== Assignment ==
Set out the listing word for word. End with the line that contains "Invocation walks the".

--*--

use std::sync::Arc;

use tracing::{trace, warn};

use crate::core::error::{MapError, Result};
use crate::core::types::{MapKind, TypePair};
use crate::core::value::{DynRef, DynValue};
use crate::factory::ObjectFactory;
use crate::mapper::context::{MappingContext, NestedFrame};
use crate::mapper::{Mapper, MapperId, next_mapper_id};

/// Ordered chain of strategies behind one [`Mapper`] face.
///
/// Invocation walks the members in order; `NotFound` means "next candidate",
/// any other error stops the walk. When every member declines a new-map the
/// composite falls back to creating the destination and merge-mapping into
/// it. The fallback records a delegation frame so a re-entrant request for
/// the same pair is answered with `NotFound` instead of recursing.
pub struct CompositeMapper {
    name: String,
    id: MapperId,
    members: Vec<Arc<dyn Mapper>>,
    factory: Arc<ObjectFactory>,
}

impl CompositeMapper {
    pub fn new(
        name: impl Into<String>,
        members: Vec<Arc<dyn Mapper>>,
        factory: Arc<ObjectFactory>,
    ) -> Self {
        Self {
            name: name.into(),
            id: next_mapper_id(),
            members,
            factory,
        }
    }

    pub fn members(&self) -> &[Arc<dyn Mapper>] {
        &self.members
    }

    /// Any member true wins; a member failing its probe leaves the question
    /// open, reported as `CannotVerify` rather than a silent `false`.
    fn poll(
        &self,
        pair: TypePair,
        probe: impl Fn(&dyn Mapper) -> Result<bool>,
    ) -> Result<bool> {
        let mut uncertain = false;
        for member in &self.members {
            match probe(member.as_ref()) {
                Ok(true) => return Ok(true),
                Ok(false) => {}
                Err(e) if e.is_cancelled() => return Err(e),
                Err(e) => {
                    warn!(
                        composite = %self.name,
                        member = member.name(),
                        pair = %pair,
                        error = %e,
                        "capability probe failed"
                    );
                    uncertain = true;
                }
            }
        }
        if uncertain {
            Err(MapError::CannotVerify { pair })
        } else {
            Ok(false)
        }
    }
}

impl Mapper for CompositeMapper {
    fn name(&self) -> &str {
        &self.name
    }

    fn id(&self) -> MapperId {
        self.id
    }

    fn can_map_new(&self, pair: TypePair, ctx: &MappingContext) -> Result<bool> {
        let direct = self.poll(pair, |m| m.can_map_new(pair, ctx));
        if matches!(direct, Ok(true)) {
            return Ok(true);
        }
        let fallback = if self.factory.can_create(pair.to) {
            self.poll(pair, |m| m.can_map_merge(pair, ctx))
        } else {
            Ok(false)
        };
        if matches!(fallback, Ok(true)) {
            return Ok(true);
        }
        direct?;
        fallback?;
        Ok(false)
    }

    fn can_map_merge(&self, pair: TypePair, ctx: &MappingContext) -> Result<bool> {
        self.poll(pair, |m| m.can_map_merge(pair, ctx))
    }

    fn map_new(
        &self,
        source: DynRef<'_>,
        pair: TypePair,
        ctx: &MappingContext,
    ) -> Result<DynValue> {
        ctx.check_cancelled()?;
        for member in &self.members {
            match member.map_new(source, pair, ctx) {
                Ok(value) => {
                    trace!(composite = %self.name, member = member.name(), pair = %pair, "mapped new");
                    return Ok(value);
                }
                Err(e) if e.is_not_found() => {}
                Err(e) => return Err(e),
            }
        }

        // Create-and-merge fallback, once per pair per delegation chain.
        if ctx.in_flight(self.id, pair, MapKind::New) || !self.factory.can_create(pair.to) {
            return Err(MapError::not_found(pair, MapKind::New));
        }
        let nested = ctx.nest(NestedFrame {
            mapper: self.id,
            pair,
            kind: MapKind::New,
        });
        let mut dest = self.factory.create(pair.to)?;
        match self.map_merge(source, &mut dest, pair, &nested) {
            Ok(()) => {
                trace!(composite = %self.name, pair = %pair, "mapped new via create and merge");
                Ok(dest)
            }
            Err(e) if e.is_not_found() => Err(MapError::not_found(pair, MapKind::New)),
            Err(e) => Err(e),
        }
    }

    fn map_merge(
        &self,
        source: DynRef<'_>,
        dest: &mut DynValue,
        pair: TypePair,
        ctx: &MappingContext,
    ) -> Result<()> {
        ctx.check_cancelled()?;
        for member in &self.members {
            match member.map_merge(source, dest, pair, ctx) {
                Ok(()) => {
                    trace!(composite = %self.name, member = member.name(), pair = %pair, "merged");
                    return Ok(());
                }
                Err(e) if e.is_not_found() => {}
                Err(e) => return Err(e),
            }
        }
        Err(MapError::not_found(pair, MapKind::Merge))
    }
}

#[cfg(test)]
mod tests {
    use super::*;
    use crate::config::MapsBuilder;
    use crate::mapper::context::{MappingOptions, ServiceBag};
    use crate::mapper::strategies::{MergeMapMapper, NewMapMapper};
    use crate::reflect::registry::TypeRegistry;

    fn ctx() -> Arc<MappingContext> {
        MappingContext::root(MappingOptions::new(), ServiceBag::new())
    }

    fn factory() -> Arc<ObjectFactory> {
        Arc::new(ObjectFactory::new(Arc::new(
            TypeRegistry::standard().build().unwrap(),
        )))
    }

    struct Fixed {
        id: MapperId,
        output: &'static str,
    }

    impl Fixed {
        fn new(output: &'static str) -> Self {
            Self {
                id: next_mapper_id(),
                output,
            }
        }
    }

    impl Mapper for Fixed {
        fn name(&self) -> &str {
            "fixed"
        }
        fn id(&self) -> MapperId {
            self.id
        }
        fn can_map_new(&self, _pair: TypePair, _ctx: &MappingContext) -> Result<bool> {
            Ok(true)
        }
        fn can_map_merge(&self, _pair: TypePair, _ctx: &MappingContext) -> Result<bool> {
            Ok(false)
        }
        fn map_new(
            &self,
            _source: DynRef<'_>,
            _pair: TypePair,
            _ctx: &MappingContext,
        ) -> Result<DynValue> {
            Ok(DynValue::new(self.output.to_string()))
        }
        fn map_merge(
            &self,
            _source: DynRef<'_>,
            _dest: &mut DynValue,
            pair: TypePair,
            _ctx: &MappingContext,
        ) -> Result<()> {
            Err(MapError::not_found(pair, MapKind::Merge))
        }
    }

    struct Declining(MapperId);

    impl Declining {
        fn new() -> Self {
            Self(next_mapper_id())
        }
    }

    impl Mapper for Declining {
        fn name(&self) -> &str {
            "declining"
        }
        fn id(&self) -> MapperId {
            self.0
        }
        fn can_map_new(&self, _pair: TypePair, _ctx: &MappingContext) -> Result<bool> {
            Ok(false)
        }
        fn can_map_merge(&self, _pair: TypePair, _ctx: &MappingContext) -> Result<bool> {
            Ok(false)
        }
        fn map_new(
            &self,
            _source: DynRef<'_>,
            pair: TypePair,
            _ctx: &MappingContext,
        ) -> Result<DynValue> {
            Err(MapError::not_found(pair, MapKind::New))
        }
        fn map_merge(
            &self,
            _source: DynRef<'_>,
            _dest: &mut DynValue,
            pair: TypePair,
            _ctx: &MappingContext,
        ) -> Result<()> {
            Err(MapError::not_found(pair, MapKind::Merge))
        }
    }

    struct Broken(MapperId);

    impl Broken {
        fn new() -> Self {
            Self(next_mapper_id())
        }
    }

    impl Mapper for Broken {
        fn name(&self) -> &str {
            "broken"
        }
        fn id(&self) -> MapperId {
            self.0
        }
        fn can_map_new(&self, _pair: TypePair, _ctx: &MappingContext) -> Result<bool> {
            Err(MapError::Lock("probe lost its lock".to_string()))
        }
        fn can_map_merge(&self, _pair: TypePair, _ctx: &MappingContext) -> Result<bool> {
            Ok(false)
        }
        fn map_new(
            &self,
            _source: DynRef<'_>,
            pair: TypePair,
            _ctx: &MappingContext,
        ) -> Result<DynValue> {
            Err(MapError::Failure {
                pair,
                source: anyhow::anyhow!("member exploded"),
            })
        }
        fn map_merge(
            &self,
            _source: DynRef<'_>,
            _dest: &mut DynValue,
            pair: TypePair,
            _ctx: &MappingContext,
        ) -> Result<()> {
            Err(MapError::not_found(pair, MapKind::Merge))
        }
    }

    #[test]
    fn first_able_member_wins() {
        let composite = CompositeMapper::new(
            "test",
            vec![Arc::new(Fixed::new("first")), Arc::new(Fixed::new("second"))],
            factory(),
        );
        let one = 1;
        let out = composite
            .map_new(DynRef::new(&one), TypePair::of::<i32, String>(), &ctx())
            .unwrap();
        assert_eq!(out.downcast::<String>().unwrap(), Some("first".into()));
    }

    #[test]
    fn not_found_flows_to_the_next_member() {
        let composite = CompositeMapper::new(
            "test",
            vec![Arc::new(Declining::new()), Arc::new(Fixed::new("second"))],
            factory(),
        );
        let one = 1;
        let out = composite
            .map_new(DynRef::new(&one), TypePair::of::<i32, String>(), &ctx())
            .unwrap();
        assert_eq!(out.downcast::<String>().unwrap(), Some("second".into()));
    }

    #[test]
    fn real_failures_stop_the_walk() {
        let composite = CompositeMapper::new(
            "test",
            vec![Arc::new(Broken::new()), Arc::new(Fixed::new("unreached"))],
            factory(),
        );
        let one = 1;
        let err = composite
            .map_new(DynRef::new(&one), TypePair::of::<i32, String>(), &ctx())
            .unwrap_err();
        assert!(matches!(err, MapError::Failure { .. }));
    }

    #[test]
    fn all_declining_falls_back_to_create_and_merge() {
        let config = Arc::new(
            MapsBuilder::new()
                .maps(|m| {
                    m.merge_map::<i32, String, _>(|n, d, _| {
                        let mut d = d.unwrap_or_default();
                        if let Some(n) = n {
                            d.push_str(&format!("<{n}>"));
                        }
                        Ok(Some(d))
                    })
                })
                .build()
                .unwrap(),
        );
        let composite = CompositeMapper::new(
            "test",
            vec![Arc::new(MergeMapMapper::new(config))],
            factory(),
        );
        let ctx = ctx();
        let pair = TypePair::of::<i32, String>();

        // can_map_new reflects the fallback.
        assert!(composite.can_map_new(pair, &ctx).unwrap());

        let five = 5;
        let out = composite.map_new(DynRef::new(&five), pair, &ctx).unwrap();
        assert_eq!(out.downcast::<String>().unwrap(), Some("<5>".into()));
    }

    #[test]
    fn fallback_does_not_reenter_for_the_same_pair() {
        let config = Arc::new(
            MapsBuilder::new()
                .maps(|m| m.merge_map::<i32, String, _>(|_, d, _| Ok(d)))
                .build()
                .unwrap(),
        );
        let composite = CompositeMapper::new(
            "test",
            vec![Arc::new(MergeMapMapper::new(config))],
            factory(),
        );
        let pair = TypePair::of::<i32, String>();
        let root = ctx();
        let re_entered = root.nest(NestedFrame {
            mapper: composite.id(),
            pair,
            kind: MapKind::New,
        });

        let five = 5;
        let err = composite
            .map_new(DynRef::new(&five), pair, &re_entered)
            .unwrap_err();
        assert!(err.is_not_found());
    }

    #[test]
    fn probe_failures_surface_as_cannot_verify() {
        let composite = CompositeMapper::new(
            "test",
            vec![Arc::new(Declining::new()), Arc::new(Broken::new())],
            factory(),
        );
        let pair = TypePair::of::<u128, u128>();
        let err = composite.can_map_new(pair, &ctx()).unwrap_err();
        assert!(matches!(err, MapError::CannotVerify { .. }));
    }

    #[test]
    fn a_positive_member_outweighs_a_broken_probe() {
        let composite = CompositeMapper::new(
            "test",
            vec![Arc::new(Broken::new()), Arc::new(Fixed::new("x"))],
            factory(),
        );
        let pair = TypePair::of::<i32, String>();
        assert!(composite.can_map_new(pair, &ctx()).unwrap());
    }

    #[test]
    fn new_map_beats_the_merge_fallback() {
        let config = Arc::new(
            MapsBuilder::new()
                .maps(|m| {
                    m.new_map::<i32, String, _>(|n, _| Ok(n.map(|n| format!("new{n}"))))
                        .merge_map::<i32, String, _>(|n, d, _| {
                            let mut d = d.unwrap_or_default();
                            if let Some(n) = n {
                                d.push_str(&format!("merged{n}"));
                            }
                            Ok(Some(d))
                        })
                })
                .build()
                .unwrap(),
        );
        let composite = CompositeMapper::new(
            "test",
            vec![
                Arc::new(NewMapMapper::new(config.clone())),
                Arc::new(MergeMapMapper::new(config)),
            ],
            factory(),
        );
        let two = 2;
        let out = composite
            .map_new(DynRef::new(&two), TypePair::of::<i32, String>(), &ctx())
            .unwrap();
        assert_eq!(out.downcast::<String>().unwrap(), Some("new2".into()));
    }
}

--*--

== Your solution ==
use std::sync::Arc;

use tracing::{trace, warn};

use crate::core::error::{MapError, Result};
use crate::core::types::{MapKind, TypePair};
use crate::core::value::{DynRef, DynValue};
use crate::factory::ObjectFactory;
use crate::mapper::context::{MappingContext, NestedFrame};
use crate::mapper::{Mapper, MapperId, next_mapper_id};

/// Ordered chain of strategies behind one [`Mapper`] face.
///
/// Invocation walks the members in order; `NotFound` means "next candidate",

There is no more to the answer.